Mach,
Let me see if I understand this correctly.
The police can question people about a crime freely. When they are not suspects, you refer to them as witnesses. A witness is obligated to talk to the police and tell them the truth fully. The witness has no right to have a lawyer or anyone else present. A witness can have his phone calls intercepted by the ILE (without a warrant?), be followed, live conversations recorded and more. Can their homes and cars entered without a warrant?
No. In order to do a phone wiretapping there must be an order by the magistrate or by the preliminary investigation judge (which is anyway secret). These orders are very frequent in Italy. Homes and cars can be entered at the same conditions if the police have an investigation order by the judiciary. If the person becomes a suspect, the prosecution has the right to delay the release of this information to the suspect for six month, up to a year or longer. So the prosecution may "keep secret" to someone the fact that they have colelcted evidence against him, at least for a period of time. However, the person must be told he is a suspect if he is interrogated and there is already evidence collected against him.

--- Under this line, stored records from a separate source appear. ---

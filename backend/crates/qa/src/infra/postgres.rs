//! PostgreSQL Repository Implementations
//!
//! Implemented on `auth`'s [`PgUnitOfWork`], so questions and answers are
//! written in the same transaction as the token check that guarded them.

use auth::infra::postgres::PgUnitOfWork;
use chrono::{DateTime, Utc};
use kernel::id::{AnswerId, QuestionId, UserId};
use uuid::Uuid;

use crate::domain::entity::{answer::Answer, question::Question};
use crate::domain::repository::{AnswerRepository, QuestionRepository};
use crate::error::QaResult;

// ============================================================================
// Question Repository Implementation
// ============================================================================

impl QuestionRepository for PgUnitOfWork {
    async fn create_question(&mut self, question: &Question) -> QaResult<()> {
        sqlx::query(
            r#"
            INSERT INTO questions (uuid, content, created_at, user_uuid)
            VALUES ($1, $2, $3, $4)
            "#,
        )
        .bind(question.question_id.as_uuid())
        .bind(&question.content)
        .bind(question.created_at)
        .bind(question.user_id.as_uuid())
        .execute(self.conn())
        .await?;

        Ok(())
    }

    async fn find_question(&mut self, question_id: &QuestionId) -> QaResult<Option<Question>> {
        let row = sqlx::query_as::<_, QuestionRow>(
            "SELECT uuid, content, created_at, user_uuid FROM questions WHERE uuid = $1 FOR UPDATE",
        )
        .bind(question_id.as_uuid())
        .fetch_optional(self.conn())
        .await?;

        Ok(row.map(QuestionRow::into_question))
    }

    async fn update_question(&mut self, question: &Question) -> QaResult<Option<Question>> {
        let row = sqlx::query_as::<_, QuestionRow>(
            r#"
            UPDATE questions SET content = $2
            WHERE uuid = $1
            RETURNING uuid, content, created_at, user_uuid
            "#,
        )
        .bind(question.question_id.as_uuid())
        .bind(&question.content)
        .fetch_optional(self.conn())
        .await?;

        Ok(row.map(QuestionRow::into_question))
    }

    async fn delete_question(&mut self, question_id: &QuestionId) -> QaResult<Option<Question>> {
        // answers go with the FK cascade
        let row = sqlx::query_as::<_, QuestionRow>(
            "DELETE FROM questions WHERE uuid = $1 RETURNING uuid, content, created_at, user_uuid",
        )
        .bind(question_id.as_uuid())
        .fetch_optional(self.conn())
        .await?;

        Ok(row.map(QuestionRow::into_question))
    }

    async fn list_questions(&mut self) -> QaResult<Vec<Question>> {
        let rows = sqlx::query_as::<_, QuestionRow>(
            "SELECT uuid, content, created_at, user_uuid FROM questions ORDER BY id",
        )
        .fetch_all(self.conn())
        .await?;

        Ok(rows.into_iter().map(QuestionRow::into_question).collect())
    }

    async fn list_questions_by_owner(&mut self, user_id: &UserId) -> QaResult<Vec<Question>> {
        let rows = sqlx::query_as::<_, QuestionRow>(
            r#"
            SELECT uuid, content, created_at, user_uuid
            FROM questions
            WHERE user_uuid = $1
            ORDER BY id
            "#,
        )
        .bind(user_id.as_uuid())
        .fetch_all(self.conn())
        .await?;

        Ok(rows.into_iter().map(QuestionRow::into_question).collect())
    }
}

// ============================================================================
// Answer Repository Implementation
// ============================================================================

impl AnswerRepository for PgUnitOfWork {
    async fn create_answer(&mut self, answer: &Answer) -> QaResult<()> {
        sqlx::query(
            r#"
            INSERT INTO answers (uuid, content, created_at, user_uuid, question_uuid)
            VALUES ($1, $2, $3, $4, $5)
            "#,
        )
        .bind(answer.answer_id.as_uuid())
        .bind(&answer.content)
        .bind(answer.created_at)
        .bind(answer.user_id.as_uuid())
        .bind(answer.question_id.as_uuid())
        .execute(self.conn())
        .await?;

        Ok(())
    }

    async fn find_answer(&mut self, answer_id: &AnswerId) -> QaResult<Option<Answer>> {
        let row = sqlx::query_as::<_, AnswerRow>(
            r#"
            SELECT uuid, content, created_at, user_uuid, question_uuid
            FROM answers
            WHERE uuid = $1
            FOR UPDATE
            "#,
        )
        .bind(answer_id.as_uuid())
        .fetch_optional(self.conn())
        .await?;

        Ok(row.map(AnswerRow::into_answer))
    }

    async fn update_answer(&mut self, answer: &Answer) -> QaResult<Option<Answer>> {
        let row = sqlx::query_as::<_, AnswerRow>(
            r#"
            UPDATE answers SET content = $2, created_at = $3
            WHERE uuid = $1
            RETURNING uuid, content, created_at, user_uuid, question_uuid
            "#,
        )
        .bind(answer.answer_id.as_uuid())
        .bind(&answer.content)
        .bind(answer.created_at)
        .fetch_optional(self.conn())
        .await?;

        Ok(row.map(AnswerRow::into_answer))
    }

    async fn delete_answer(&mut self, answer_id: &AnswerId) -> QaResult<Option<Answer>> {
        let row = sqlx::query_as::<_, AnswerRow>(
            r#"
            DELETE FROM answers
            WHERE uuid = $1
            RETURNING uuid, content, created_at, user_uuid, question_uuid
            "#,
        )
        .bind(answer_id.as_uuid())
        .fetch_optional(self.conn())
        .await?;

        Ok(row.map(AnswerRow::into_answer))
    }

    async fn list_answers_by_question(
        &mut self,
        question_id: &QuestionId,
    ) -> QaResult<Option<Vec<Answer>>> {
        // LEFT JOIN from the question: no rows at all means no such question,
        // a single all-NULL answer row means it has no answers
        let rows = sqlx::query_as::<_, QuestionAnswerRow>(
            r#"
            SELECT
                q.uuid AS question_uuid,
                a.uuid,
                a.content,
                a.created_at,
                a.user_uuid
            FROM questions q
            LEFT JOIN answers a ON a.question_uuid = q.uuid
            WHERE q.uuid = $1
            ORDER BY a.id
            "#,
        )
        .bind(question_id.as_uuid())
        .fetch_all(self.conn())
        .await?;

        if rows.is_empty() {
            return Ok(None);
        }

        Ok(Some(
            rows.into_iter()
                .filter_map(QuestionAnswerRow::into_answer)
                .collect(),
        ))
    }
}

// ============================================================================
// Row Types for sqlx mapping
// ============================================================================

#[derive(sqlx::FromRow)]
struct QuestionRow {
    uuid: Uuid,
    content: String,
    created_at: DateTime<Utc>,
    user_uuid: Uuid,
}

impl QuestionRow {
    fn into_question(self) -> Question {
        Question {
            question_id: QuestionId::from_uuid(self.uuid),
            content: self.content,
            created_at: self.created_at,
            user_id: UserId::from_uuid(self.user_uuid),
        }
    }
}

#[derive(sqlx::FromRow)]
struct AnswerRow {
    uuid: Uuid,
    content: String,
    created_at: DateTime<Utc>,
    user_uuid: Uuid,
    question_uuid: Uuid,
}

impl AnswerRow {
    fn into_answer(self) -> Answer {
        Answer {
            answer_id: AnswerId::from_uuid(self.uuid),
            content: self.content,
            created_at: self.created_at,
            user_id: UserId::from_uuid(self.user_uuid),
            question_id: QuestionId::from_uuid(self.question_uuid),
        }
    }
}

#[derive(sqlx::FromRow)]
struct QuestionAnswerRow {
    question_uuid: Uuid,
    uuid: Option<Uuid>,
    content: Option<String>,
    created_at: Option<DateTime<Utc>>,
    user_uuid: Option<Uuid>,
}

impl QuestionAnswerRow {
    fn into_answer(self) -> Option<Answer> {
        Some(Answer {
            answer_id: AnswerId::from_uuid(self.uuid?),
            content: self.content?,
            created_at: self.created_at?,
            user_id: UserId::from_uuid(self.user_uuid?),
            question_id: QuestionId::from_uuid(self.question_uuid),
        })
    }
}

The witness can be a suspect during this period but they are not an official suspect until the police decide to call them that or if they admit to involvement in the crime.
It is not that the police decide; it is that there must be some evidence collected on them by the prosecution.
After they are declared a suspect they are entitled to a lawyer if they demand one and all interrogations must be recorded.
A person is always "entitled to a lawyer" in a certain sense, but not entitled to having a lawyer assisting him during an interrogation and intervening. And anyway, not a defence lawyer appointed by the state.
If one becomes a formal suspect then is entitled to all these things.
The risk that someone is questioned as a witness for "longer" while instead there was already some evidence against him, is a risk in a degree intrinsic to the system. This risk is also provided as a possibility in the procedure code.
However, the police can deny access to an attorney or anyone else for 48 hours when the suspect makes an appearance before a judge (Gip, Gup?)
No, the police can do this only in case they don't find a magistrate in a shorter time. The magistrate can do this for another 48 hours, waiting for the hearing before the preliminary judge.
and without the benefit of talking with an adviser has an opportunity to rehabilitate their statements made while a witness that made them a suspect.
By not rehabilitating her statements at this point she was in fact guilty of calunnia, right?
The calunnia is committed in the first moment as she gives a false witness report; then the crime is repeated as she releases further statements against Lumumba. These statements cannot be rehabilitated; they could only be justified or retracted, justified by ascribing them to coercion or retractd by admitting to having lied out of fear and explaining what was the truth.
But the crime of calunnia, while committed in these statements, is defined as crime and proven to be a crime by her later conduct, her failure to retract, clarify and explain the statements that she had released. Essentially her keeping that position during a time when she had possibility to clarify ( and also had legal assistence).